We study a sequential resource allocation problem motivated by adaptive network recruitment, in which a limited budget of identical resources must be allocated over multiple rounds to individuals with stochastic referral capacity. Successful referrals endogenously generate future decision opportunities while allocating additional resources to an individual exhibits diminishing returns. We first show that the single-round allocation problem admits an exact greedy solution based on marginal survival probabilities. In the multi-round setting, the resulting Bellman recursion is intractable due to the stochastic, high-dimensional evolution of the frontier. To address this, we introduce a population-level surrogate value function that depends only on the remaining budget and frontier size. This surrogate enables an exact dynamic program via truncated probability generating functions, yielding a planning algorithm with polynomial complexity in the total budget. We further analyze robustness under model misspecification, proving a multi-round error bound that decomposes into a tight single-round frontier error and a population-level transition error. Finally, we evaluate our method on real-world inspired recruitment scenarios.

Editorial analysis

A structured set of objections, weighed in public.

Desk editor's note, referee report, simulated authors' rebuttal, and a circularity audit. Tearing a paper down is the easy half of reading it; the pith above is the substance, this is the friction.
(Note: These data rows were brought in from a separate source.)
#[cfg(feature = "serde")]
use serde::{Deserialize as SerdeDeserialize, Serialize as SerdeSerialize};

use bitflags::bitflags;

bitflags! {
    /// Dictionary classification of a word. A word may carry several classes
    /// (e.g. `tawa` is both a content word and a preposition).
    #[derive(Debug, Clone, Copy, PartialEq, Eq, PartialOrd, Ord, Hash)]
    #[cfg_attr(feature = "serde", derive(SerdeDeserialize, SerdeSerialize))]
    pub struct WordClass: u32 {
        // Closed-class markers (li, e, la, pi, en, o, ...)
        const PARTICLE = 1;

        // Open-class words that can head a phrase
        const CONTENT = 2;

        // Pre-verbs consumed before the head verb
        const MODAL = 4;

        // Words that can open a prepositional phrase
        const PREPOSITION = 8;

        // Words that stand alone as an exclamation
        const INTERJECTION = 16;

        // Number words (wan, tu, luka, ...) and numeral literals
        const NUMERAL = 32;

        // Capitalised proper modifiers (names, loan words)
        const PROPER = 64;
    }
}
Desk Editor's Note private letter to a colleague

The paper gives a workable polynomial-time planner for multi-round stochastic network allocation via a budget-and-size surrogate plus truncated PGFs, but the approximation's tightness under heterogeneous referrals is the part that needs proof-level checking.

read the letter

The main thing to know is that the authors reduce an otherwise intractable multi-round allocation problem to a dynamic program whose state is just remaining budget and frontier cardinality. They first solve the single-round version exactly with a greedy rule on marginal survival probabilities. For the multi-round case they replace the full high-dimensional frontier with a population-level surrogate value function, then compute its transitions exactly using truncated probability generating functions. This yields a planning algorithm whose time is polynomial in the total budget. They also give a multi-round error bound that splits into single-round frontier error plus population transition error, plus some robustness analysis and experiments on recruitment-style instances. The combination is new relative to the single-round greedy literature they cite, and the technical steps stay within standard DP and generating-function tools without extra fitted parameters or circular definitions. The approach is clean and the complexity claim is concrete. The soft spot is whether the size-only surrogate actually keeps the error controlled when referral capacities differ across individuals. The stress-test note is on point here: heterogeneous stochastic arrivals can make frontier size a weak statistic, and nothing in the abstract rules out cases where the aggregation error grows over rounds. The paper asserts the bound decomposes nicely, but that rests on the surrogate preserving enough of the Markov property; the full proofs and any supporting experiments will have to show whether the bound remains useful in realistic heterogeneity regimes. This is for people working on stochastic resource allocation in networks, especially adaptive recruitment or influence problems. A reader who needs a practical planner with some guarantees will find the method and the error decomposition useful. It is worth sending to peer review so that referees can verify the surrogate construction and the claimed bound in detail.

Referee Report

2 major / 3 minor

Summary. The manuscript studies a sequential resource allocation problem for adaptive network recruitment, where a fixed budget of identical resources is allocated over multiple rounds to individuals whose successful referrals stochastically generate new allocation opportunities, subject to diminishing returns. It shows that the single-round subproblem admits an exact greedy solution based on marginal survival probabilities. For the multi-round case, the Bellman recursion is intractable due to the high-dimensional stochastic frontier evolution; the authors introduce a population-level surrogate value function depending only on remaining budget B and frontier cardinality n. This surrogate is claimed to enable an exact dynamic program via truncated probability generating functions, producing a planning algorithm with polynomial complexity in the total budget. The paper further derives a multi-round error bound under model misspecification that decomposes into single-round frontier error plus population-level transition error, and reports numerical evaluation on real-world-inspired recruitment scenarios.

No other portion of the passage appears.